━━━ DATA FOR ANALYSIS ━━━

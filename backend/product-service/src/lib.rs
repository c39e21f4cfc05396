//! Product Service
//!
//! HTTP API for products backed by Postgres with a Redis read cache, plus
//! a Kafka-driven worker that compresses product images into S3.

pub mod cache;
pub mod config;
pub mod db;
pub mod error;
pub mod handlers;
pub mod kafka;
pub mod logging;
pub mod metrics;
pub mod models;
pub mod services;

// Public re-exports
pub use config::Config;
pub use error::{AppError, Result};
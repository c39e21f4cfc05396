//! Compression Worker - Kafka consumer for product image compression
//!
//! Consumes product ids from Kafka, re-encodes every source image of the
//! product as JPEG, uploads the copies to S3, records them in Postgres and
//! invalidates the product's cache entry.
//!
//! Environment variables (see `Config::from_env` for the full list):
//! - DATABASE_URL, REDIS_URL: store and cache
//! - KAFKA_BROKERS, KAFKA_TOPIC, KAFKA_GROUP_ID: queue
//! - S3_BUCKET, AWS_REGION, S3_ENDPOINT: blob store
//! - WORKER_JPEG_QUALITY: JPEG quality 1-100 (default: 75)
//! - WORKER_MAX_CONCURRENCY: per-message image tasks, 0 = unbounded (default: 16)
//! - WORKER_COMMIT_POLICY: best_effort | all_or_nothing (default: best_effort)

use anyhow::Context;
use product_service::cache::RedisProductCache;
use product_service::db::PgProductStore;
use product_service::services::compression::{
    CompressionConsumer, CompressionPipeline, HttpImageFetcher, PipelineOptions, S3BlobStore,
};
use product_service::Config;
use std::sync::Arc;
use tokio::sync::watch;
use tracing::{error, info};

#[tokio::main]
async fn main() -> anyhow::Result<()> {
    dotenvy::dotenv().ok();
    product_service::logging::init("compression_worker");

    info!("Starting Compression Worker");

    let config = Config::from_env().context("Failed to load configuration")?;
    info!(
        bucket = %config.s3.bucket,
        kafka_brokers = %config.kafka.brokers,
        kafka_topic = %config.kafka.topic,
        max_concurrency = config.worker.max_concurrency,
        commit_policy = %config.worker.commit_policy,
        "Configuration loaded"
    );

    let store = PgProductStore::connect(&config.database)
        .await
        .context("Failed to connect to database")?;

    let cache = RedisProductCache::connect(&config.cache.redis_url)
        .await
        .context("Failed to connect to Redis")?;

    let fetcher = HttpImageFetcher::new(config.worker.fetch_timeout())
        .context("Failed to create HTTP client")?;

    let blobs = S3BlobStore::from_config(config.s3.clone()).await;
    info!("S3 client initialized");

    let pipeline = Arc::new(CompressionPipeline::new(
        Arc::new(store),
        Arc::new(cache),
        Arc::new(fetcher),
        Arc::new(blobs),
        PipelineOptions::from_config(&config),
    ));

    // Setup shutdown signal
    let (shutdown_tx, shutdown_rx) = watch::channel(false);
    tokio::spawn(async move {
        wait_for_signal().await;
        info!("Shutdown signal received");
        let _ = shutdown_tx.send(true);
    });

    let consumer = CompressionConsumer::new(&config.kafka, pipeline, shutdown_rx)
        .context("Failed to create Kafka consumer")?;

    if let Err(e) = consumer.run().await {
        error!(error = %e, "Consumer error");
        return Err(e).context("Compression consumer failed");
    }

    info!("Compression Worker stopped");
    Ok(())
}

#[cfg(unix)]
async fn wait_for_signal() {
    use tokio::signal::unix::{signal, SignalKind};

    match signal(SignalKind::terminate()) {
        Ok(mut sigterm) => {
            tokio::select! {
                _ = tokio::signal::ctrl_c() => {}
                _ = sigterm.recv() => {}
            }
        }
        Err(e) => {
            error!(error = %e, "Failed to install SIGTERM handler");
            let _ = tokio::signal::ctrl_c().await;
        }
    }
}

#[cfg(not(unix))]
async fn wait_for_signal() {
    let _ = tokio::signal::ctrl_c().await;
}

━━━
━━━ DATA FOR ANALYSIS ━━━

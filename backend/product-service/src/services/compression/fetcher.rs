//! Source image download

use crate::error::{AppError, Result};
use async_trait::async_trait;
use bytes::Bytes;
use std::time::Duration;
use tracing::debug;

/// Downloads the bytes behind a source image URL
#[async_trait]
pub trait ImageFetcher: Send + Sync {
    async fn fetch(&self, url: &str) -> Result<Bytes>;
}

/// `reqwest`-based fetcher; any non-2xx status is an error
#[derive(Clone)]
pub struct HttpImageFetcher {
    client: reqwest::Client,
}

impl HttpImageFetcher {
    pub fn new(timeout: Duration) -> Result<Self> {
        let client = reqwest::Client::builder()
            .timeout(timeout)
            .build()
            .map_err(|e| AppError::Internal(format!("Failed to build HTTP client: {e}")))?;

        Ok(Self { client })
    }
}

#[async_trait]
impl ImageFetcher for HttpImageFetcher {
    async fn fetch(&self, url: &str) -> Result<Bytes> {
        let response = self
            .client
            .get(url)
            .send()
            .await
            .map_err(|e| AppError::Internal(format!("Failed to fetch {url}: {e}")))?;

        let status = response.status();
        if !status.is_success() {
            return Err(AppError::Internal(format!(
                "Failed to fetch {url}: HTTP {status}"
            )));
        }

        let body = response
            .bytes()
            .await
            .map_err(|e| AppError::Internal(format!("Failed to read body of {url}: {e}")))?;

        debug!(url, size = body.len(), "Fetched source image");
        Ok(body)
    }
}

━━━

◆ **AIM OF THE EXERCISE**
Print again the lines of the entries above that fall between the line holding "filename backend/product-service/src/lib.rs" and the line holding "use tokio::sync::watch;", inclusive, exactly as they stand.

◆ **RESPONSE**
filename backend/product-service/src/lib.rs
repository c39e21f4cfc05396
//! Product Service
//!
//! HTTP API for products backed by Postgres with a Redis read cache, plus
//! a Kafka-driven worker that compresses product images into S3.

pub mod cache;
pub mod config;
pub mod db;
pub mod error;
pub mod handlers;
pub mod kafka;
pub mod logging;
pub mod metrics;
pub mod models;
pub mod services;

// Public re-exports
pub use config::Config;
pub use error::{AppError, Result};
repository c39e21f4cfc05396
//! Compression Worker - Kafka consumer for product image compression
//!
//! Consumes product ids from Kafka, re-encodes every source image of the
//! product as JPEG, uploads the copies to S3, records them in Postgres and
//! invalidates the product's cache entry.
//!
//! Environment variables (see `Config::from_env` for the full list):
//! - DATABASE_URL, REDIS_URL: store and cache
//! - KAFKA_BROKERS, KAFKA_TOPIC, KAFKA_GROUP_ID: queue
//! - S3_BUCKET, AWS_REGION, S3_ENDPOINT: blob store
//! - WORKER_JPEG_QUALITY: JPEG quality 1-100 (default: 75)
//! - WORKER_MAX_CONCURRENCY: per-message image tasks, 0 = unbounded (default: 16)
//! - WORKER_COMMIT_POLICY: best_effort | all_or_nothing (default: best_effort)

use anyhow::Context;
use product_service::cache::RedisProductCache;
use product_service::db::PgProductStore;
use product_service::services::compression::{
    CompressionConsumer, CompressionPipeline, HttpImageFetcher, PipelineOptions, S3BlobStore,
};
use product_service::Config;
use std::sync::Arc;
use tokio::sync::watch;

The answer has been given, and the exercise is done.